**What you should do**
The lines needed are those from the start of the records through the line holding "pub fn is_click(start: (f64, f64), end: (f64, f64))", each copied exactly.

**Given information**
use crate::geometry::{distance_to_segment, MapViewport};
use crate::scene::MapScene;

const POLYLINE_CLICK_THRESHOLD: f64 = 6.0;
/// Pointer travel below this many pixels still counts as a click
pub const CLICK_SLOP: f64 = 4.0;

/// Index of the topmost polyline passing within a few pixels of `screen`
#[must_use]
pub fn find_polyline_at_position(scene: &MapScene, viewport: &MapViewport, screen: (f64, f64)) -> Option<usize> {
    scene.polylines.iter().enumerate().rev().find_map(|(index, polyline)| {
        let threshold = POLYLINE_CLICK_THRESHOLD + polyline.width / 2.0;
        let points: Vec<(f64, f64)> = polyline.points.iter().map(|p| viewport.to_screen(*p)).collect();
        points
            .windows(2)
            .any(|segment| distance_to_segment(screen, segment[0], segment[1]) <= threshold)
            .then_some(index)
    })
}

#[must_use]
pub fn is_click(start: (f64, f64), end: (f64, f64)) -> bool {
    (end.0 - start.0).hypot(end.1 - start.1) < CLICK_SLOP
}

#[cfg(test)]
mod tests {
    use super::*;
    use crate::models::LatLng;
    use crate::scene::{Polyline, StrokeStyle};

    fn scene_with_lines() -> MapScene {
        let line = |lng: f64| Polyline {
            points: vec![LatLng { lat: 14.60, lng }, LatLng { lat: 14.62, lng }],
            color: "#ff0000".to_string(),
            width: 6.0,
            alpha: 0.8,
            stroke: StrokeStyle::Solid,
        };
        MapScene {
            polylines: vec![line(-90.50), line(-90.50), line(-90.40)],
            markers: Vec::new(),
        }
    }

    #[test]
    fn test_polyline_hit_prefers_topmost() {
        let scene = scene_with_lines();
        let viewport = MapViewport::new(LatLng { lat: 14.61, lng: -90.50 }, 14.0).with_size(400.0, 300.0);
        assert_eq!(find_polyline_at_position(&scene, &viewport, (202.0, 150.0)), Some(1));
    }

    #[test]
    fn test_polyline_miss() {
        let scene = scene_with_lines();
        let viewport = MapViewport::new(LatLng { lat: 14.61, lng: -90.50 }, 14.0).with_size(400.0, 300.0);
        assert_eq!(find_polyline_at_position(&scene, &viewport, (260.0, 150.0)), None);
    }

    #[test]
    fn test_click_slop() {
        assert!(is_click((10.0, 10.0), (12.0, 11.0)));
        assert!(!is_click((10.0, 10.0), (20.0, 10.0)));
    }
}
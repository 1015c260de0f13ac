use crate::constants::{MAX_MAP_ZOOM, MIN_MAP_ZOOM};
use crate::models::LatLng;
use std::f64::consts::PI;

/// Pixel size of one Web Mercator tile at zoom 0
pub const TILE_SIZE: f64 = 256.0;

/// Latitude limit of the Web Mercator projection
const MAX_MERCATOR_LAT: f64 = 85.051_128_78;

fn world_size(zoom: f64) -> f64 {
    TILE_SIZE * zoom.exp2()
}

/// Projects a position to Web Mercator world pixels at the given zoom.
#[must_use]
pub fn project(position: LatLng, zoom: f64) -> (f64, f64) {
    let scale = world_size(zoom);
    let x = (position.lng + 180.0) / 360.0 * scale;
    let sin_lat = position.lat.to_radians().sin().clamp(-0.9999, 0.9999);
    let y = (0.5 - ((1.0 + sin_lat) / (1.0 - sin_lat)).ln() / (4.0 * PI)) * scale;
    (x, y)
}

/// Inverse of [`project`]. Returns raw `(lat, lng)`; longitude is not wrapped,
/// so points off the visible world come back out of range.
#[must_use]
pub fn unproject((x, y): (f64, f64), zoom: f64) -> (f64, f64) {
    let scale = world_size(zoom);
    let lng = x / scale * 360.0 - 180.0;
    let n = PI - 2.0 * PI * y / scale;
    let lat = n.sinh().atan().to_degrees();
    (lat, lng)
}

fn wrap_longitude(lng: f64) -> f64 {
    (lng + 180.0).rem_euclid(360.0) - 180.0
}

/// Calculates the minimum distance from a point to a line segment.
#[must_use]
pub fn distance_to_segment(point: (f64, f64), seg_start: (f64, f64), seg_end: (f64, f64)) -> f64 {
    let dx = seg_end.0 - seg_start.0;
    let dy = seg_end.1 - seg_start.1;
    let len_sq = dx * dx + dy * dy;

    if len_sq == 0.0 {
        // Degenerate segment
        return (point.0 - seg_start.0).hypot(point.1 - seg_start.1);
    }

    let t = (((point.0 - seg_start.0) * dx + (point.1 - seg_start.1) * dy) / len_sq).clamp(0.0, 1.0);
    let closest_x = seg_start.0 + t * dx;
    let closest_y = seg_start.1 + t * dy;
    (point.0 - closest_x).hypot(point.1 - closest_y)
}

/// Visible map window: a center, a zoom level and the canvas size in pixels.
#[derive(Debug, Clone, Copy, PartialEq)]
pub struct MapViewport {
    pub center: LatLng,
    pub zoom: f64,
    pub width: f64,
    pub height: f64,
}

impl MapViewport {
    #[must_use]
    pub fn new(center: LatLng, zoom: f64) -> Self {
        Self {
            center,
            zoom: zoom.clamp(MIN_MAP_ZOOM, MAX_MAP_ZOOM),
            width: 0.0,
            height: 0.0,
        }
    }

    #[must_use]
    pub fn with_size(mut self, width: f64, height: f64) -> Self {
        self.width = width;
        self.height = height;
        self
    }

    fn center_pixel(&self) -> (f64, f64) {
        project(self.center, self.zoom)
    }

    fn set_center_pixel(&mut self, pixel: (f64, f64)) {
        let (lat, lng) = unproject(pixel, self.zoom);
        self.center = LatLng {
            lat: lat.clamp(-MAX_MERCATOR_LAT, MAX_MERCATOR_LAT),
            lng: wrap_longitude(lng),
        };
    }

    /// Screen position of a geographic position
    #[must_use]
    pub fn to_screen(&self, position: LatLng) -> (f64, f64) {
        let (px, py) = project(position, self.zoom);
        let (cx, cy) = self.center_pixel();
        (px - cx + self.width / 2.0, py - cy + self.height / 2.0)
    }

    /// Raw `(lat, lng)` under a screen position
    #[must_use]
    pub fn to_lat_lng(&self, (x, y): (f64, f64)) -> (f64, f64) {
        let (cx, cy) = self.center_pixel();
        unproject((cx + x - self.width / 2.0, cy + y - self.height / 2.0), self.zoom)
    }

    /// Moves the map by a screen-space drag delta
    pub fn pan_by(&mut self, dx: f64, dy: f64) {
        let (cx, cy) = self.center_pixel();
        self.set_center_pixel((cx - dx, cy - dy));
    }

    /// Zooms by `factor`, keeping the position under `anchor` fixed on screen
    pub fn zoom_at(&mut self, factor: f64, anchor: (f64, f64)) {
        if factor <= 0.0 {
            return;
        }
        let (anchor_lat, anchor_lng) = self.to_lat_lng(anchor);
        let anchor_position = LatLng { lat: anchor_lat, lng: anchor_lng };

        self.zoom = (self.zoom + factor.log2()).clamp(MIN_MAP_ZOOM, MAX_MAP_ZOOM);

        let (ax, ay) = project(anchor_position, self.zoom);
        self.set_center_pixel((ax - (anchor.0 - self.width / 2.0), ay - (anchor.1 - self.height / 2.0)));
    }

    /// Centers and zooms so every position fits with `padding` pixels to spare.
    /// No-op for an empty slice or a zero-sized viewport.
    pub fn fit(&mut self, positions: &[LatLng], padding: f64) {
        if positions.is_empty() || self.width <= 0.0 || self.height <= 0.0 {
            return;
        }

        let (min_x, min_y, max_x, max_y) = positions.iter().fold(
            (f64::INFINITY, f64::INFINITY, f64::NEG_INFINITY, f64::NEG_INFINITY),
            |(min_x, min_y, max_x, max_y), p| {
                let (x, y) = project(*p, 0.0);
                (min_x.min(x), min_y.min(y), max_x.max(x), max_y.max(y))
            },
        );

        let span_x = (max_x - min_x).max(f64::EPSILON);
        let span_y = (max_y - min_y).max(f64::EPSILON);
        let usable_w = (self.width - 2.0 * padding).max(1.0);
        let usable_h = (self.height - 2.0 * padding).max(1.0);
        let zoom = (usable_w / span_x).min(usable_h / span_y).log2().floor();

        self.zoom = zoom.clamp(MIN_MAP_ZOOM, MAX_MAP_ZOOM);
        let scale = self.zoom.exp2();
        self.set_center_pixel(((min_x + max_x) / 2.0 * scale, (min_y + max_y) / 2.0 * scale));
    }
}

/// A map tile and where its top-left corner lands on screen
#[derive(Debug, Clone, Copy, PartialEq)]
pub struct PlacedTile {
    pub z: u32,
    pub x: u32,
    pub y: u32,
    pub screen_x: f64,
    pub screen_y: f64,
    /// Drawn edge length; larger than `TILE_SIZE` between integer zoom levels
    pub size: f64,
}

impl PlacedTile {
    #[must_use]
    pub fn url(&self, template: &str) -> String {
        template
            .replace("{z}", &self.z.to_string())
            .replace("{x}", &self.x.to_string())
            .replace("{y}", &self.y.to_string())
    }
}

impl MapViewport {
    /// Tiles covering the viewport, wrapping horizontally around the antimeridian
    #[must_use]
    #[allow(clippy::cast_possible_truncation, clippy::cast_sign_loss, clippy::cast_precision_loss)]
    pub fn visible_tiles(&self) -> Vec<PlacedTile> {
        if self.width <= 0.0 || self.height <= 0.0 {
            return Vec::new();
        }
        let z = self.zoom.floor();
        let size = TILE_SIZE * (self.zoom - z).exp2();
        let tiles_per_side = z.exp2() as i64;

        let (cx, cy) = self.center_pixel();
        let left = cx - self.width / 2.0;
        let top = cy - self.height / 2.0;

        let first_x = (left / size).floor() as i64;
        let last_x = ((left + self.width) / size).floor() as i64;
        let first_y = ((top / size).floor() as i64).max(0);
        let last_y = (((top + self.height) / size).floor() as i64).min(tiles_per_side - 1);

        let mut tiles = Vec::new();
        for ty in first_y..=last_y {
            for tx in first_x..=last_x {
                tiles.push(PlacedTile {
                    z: z as u32,
                    x: tx.rem_euclid(tiles_per_side) as u32,
                    y: ty as u32,
                    screen_x: tx as f64 * size - left,
                    screen_y: ty as f64 * size - top,
                    size,
                });
            }
        }
        tiles
    }
}

#[cfg(test)]
mod tests {
    use super::*;

    const EPS: f64 = 1e-6;

    fn guatemala() -> LatLng {
        LatLng { lat: 14.6349, lng: -90.5069 }
    }

    #[test]
    fn test_project_origin_is_world_center() {
        let (x, y) = project(LatLng { lat: 0.0, lng: 0.0 }, 0.0);
        assert!((x - 128.0).abs() < EPS);
        assert!((y - 128.0).abs() < EPS);
    }

    #[test]
    fn test_unproject_inverts_project() {
        let (x, y) = project(guatemala(), 12.0);
        let (lat, lng) = unproject((x, y), 12.0);
        assert!((lat - 14.6349).abs() < EPS);
        assert!((lng + 90.5069).abs() < EPS);
    }

    #[test]
    fn test_viewport_center_maps_to_screen_center() {
        let viewport = MapViewport::new(guatemala(), 12.0).with_size(800.0, 600.0);
        let (x, y) = viewport.to_screen(guatemala());
        assert!((x - 400.0).abs() < EPS);
        assert!((y - 300.0).abs() < EPS);
    }

    #[test]
    fn test_viewport_screen_to_lat_lng_round_trip() {
        let viewport = MapViewport::new(guatemala(), 14.0).with_size(800.0, 600.0);
        let (lat, lng) = viewport.to_lat_lng((123.0, 456.0));
        let (x, y) = viewport.to_screen(LatLng { lat, lng });
        assert!((x - 123.0).abs() < 1e-6);
        assert!((y - 456.0).abs() < 1e-6);
    }

    #[test]
    fn test_pan_moves_center_against_drag() {
        let mut viewport = MapViewport::new(guatemala(), 12.0).with_size(800.0, 600.0);
        viewport.pan_by(100.0, 0.0);
        assert!(viewport.center.lng < guatemala().lng);
        assert!((viewport.center.lat - guatemala().lat).abs() < EPS);
    }

    #[test]
    fn test_zoom_at_keeps_anchor_fixed() {
        let mut viewport = MapViewport::new(guatemala(), 12.0).with_size(800.0, 600.0);
        let anchor = (200.0, 150.0);
        let (lat, lng) = viewport.to_lat_lng(anchor);
        viewport.zoom_at(2.0, anchor);
        assert!((viewport.zoom - 13.0).abs() < EPS);
        let (x, y) = viewport.to_screen(LatLng { lat, lng });
        assert!((x - anchor.0).abs() < 1e-4);
        assert!((y - anchor.1).abs() < 1e-4);
    }

    #[test]
    fn test_zoom_is_clamped() {
        let mut viewport = MapViewport::new(guatemala(), 19.0).with_size(800.0, 600.0);
        viewport.zoom_at(8.0, (400.0, 300.0));
        assert_eq!(viewport.zoom, MAX_MAP_ZOOM);
    }

    #[test]
    fn test_fit_contains_all_positions() {
        let mut viewport = MapViewport::new(LatLng { lat: 0.0, lng: 0.0 }, 3.0).with_size(800.0, 600.0);
        let positions = [
            LatLng { lat: 14.60, lng: -90.55 },
            LatLng { lat: 14.65, lng: -90.45 },
        ];
        viewport.fit(&positions, 20.0);
        for p in positions {
            let (x, y) = viewport.to_screen(p);
            assert!((0.0..=800.0).contains(&x));
            assert!((0.0..=600.0).contains(&y));
        }
    }

    #[test]
    fn test_visible_tiles_cover_viewport() {
        let viewport = MapViewport::new(LatLng { lat: 0.0, lng: 0.0 }, 2.0).with_size(512.0, 512.0);
        let tiles = viewport.visible_tiles();
        // World is 4x4 tiles at zoom 2; a 512px window centred on the origin spans 2x2 plus edges
        assert!(tiles.iter().all(|t| t.z == 2 && t.x < 4 && t.y < 4));
        assert!(tiles.iter().any(|t| t.screen_x <= 0.0 && t.screen_y <= 0.0));
        assert!(tiles.iter().all(|t| (t.size - 256.0).abs() < EPS));
    }

    #[test]
    fn test_fractional_zoom_scales_tiles() {
        let viewport = MapViewport::new(guatemala(), 12.5).with_size(800.0, 600.0);
        let tiles = viewport.visible_tiles();
        assert!(!tiles.is_empty());
        assert!(tiles.iter().all(|t| t.z == 12));
        assert!((tiles[0].size - 256.0 * 0.5_f64.exp2()).abs() < EPS);
    }

    #[test]
    fn test_tile_url_template() {
        let tile = PlacedTile { z: 3, x: 4, y: 5, screen_x: 0.0, screen_y: 0.0, size: 256.0 };
        assert_eq!(tile.url("https://tile.example.org/{z}/{x}/{y}.png"), "https://tile.example.org/3/4/5.png");
    }

    #[test]
    fn test_distance_to_segment() {
        assert!((distance_to_segment((5.0, 5.0), (0.0, 0.0), (10.0, 0.0)) - 5.0).abs() < EPS);
        assert!((distance_to_segment((-3.0, 4.0), (0.0, 0.0), (10.0, 0.0)) - 5.0).abs() < EPS);
        assert!((distance_to_segment((3.0, 4.0), (0.0, 0.0), (0.0, 0.0)) - 5.0).abs() < EPS);
    }
}
use crate::constants::TOAST_DURATION_MS;
use crate::debounce::Debouncer;
use leptos::{component, create_signal, store_value, view, IntoView, ReadSignal, SignalGet, SignalSet, SignalUpdate, StoredValue, WriteSignal};

#[derive(Clone, Debug, PartialEq, Default)]
pub struct Toast {
    pub message: String,
    pub visible: bool,
    pub is_error: bool,
}

impl Toast {
    #[must_use]
    pub fn new(message: String) -> Self {
        Self {
            message,
            visible: true,
            is_error: false,
        }
    }

    #[must_use]
    pub fn error(message: String) -> Self {
        Self {
            is_error: true,
            ..Self::new(message)
        }
    }
}

/// Shows a toast and hides it again after a fixed delay. A new message
/// restarts the delay.
#[derive(Clone, Copy)]
pub struct Toaster {
    toast: ReadSignal<Toast>,
    set_toast: WriteSignal<Toast>,
    hide: StoredValue<Debouncer>,
}

impl Toaster {
    #[must_use]
    pub fn new() -> Self {
        let (toast, set_toast) = create_signal(Toast::default());
        Self {
            toast,
            set_toast,
            hide: store_value(Debouncer::new(TOAST_DURATION_MS)),
        }
    }

    #[must_use]
    pub fn toast(&self) -> ReadSignal<Toast> {
        self.toast
    }

    pub fn show(&self, message: impl Into<String>) {
        self.display(Toast::new(message.into()));
    }

    pub fn show_error(&self, message: impl Into<String>) {
        self.display(Toast::error(message.into()));
    }

    fn display(&self, toast: Toast) {
        self.set_toast.set(toast);
        let set_toast = self.set_toast;
        self.hide.with_value(|hide| {
            hide.schedule(move || {
                let _ = set_toast.try_update(|t| t.visible = false);
            });
        });
    }
}

impl Default for Toaster {
    fn default() -> Self {
        Self::new()
    }
}

#[component]
#[must_use]
pub fn ToastNotification(toast: ReadSignal<Toast>) -> impl IntoView {
    view! {
        {move || {
            let t = toast.get();
            if t.visible {
                let class = if t.is_error { "toast toast-visible toast-error" } else { "toast toast-visible" };
                view! {
                    <div class=class>
                        {t.message}
                    </div>
                }.into_view()
            } else {
                view! { <div class="toast"></div> }.into_view()
            }
        }}
    }
}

**Task result**
use crate::geometry::{distance_to_segment, MapViewport};
use crate::scene::MapScene;

const POLYLINE_CLICK_THRESHOLD: f64 = 6.0;
/// Pointer travel below this many pixels still counts as a click
pub const CLICK_SLOP: f64 = 4.0;

/// Index of the topmost polyline passing within a few pixels of `screen`
#[must_use]
pub fn find_polyline_at_position(scene: &MapScene, viewport: &MapViewport, screen: (f64, f64)) -> Option<usize> {
    scene.polylines.iter().enumerate().rev().find_map(|(index, polyline)| {
        let threshold = POLYLINE_CLICK_THRESHOLD + polyline.width / 2.0;
        let points: Vec<(f64, f64)> = polyline.points.iter().map(|p| viewport.to_screen(*p)).collect();
        points
            .windows(2)
            .any(|segment| distance_to_segment(screen, segment[0], segment[1]) <= threshold)
            .then_some(index)
    })
}

#[must_use]
pub fn is_click(start: (f64, f64), end: (f64, f64)) -> bool {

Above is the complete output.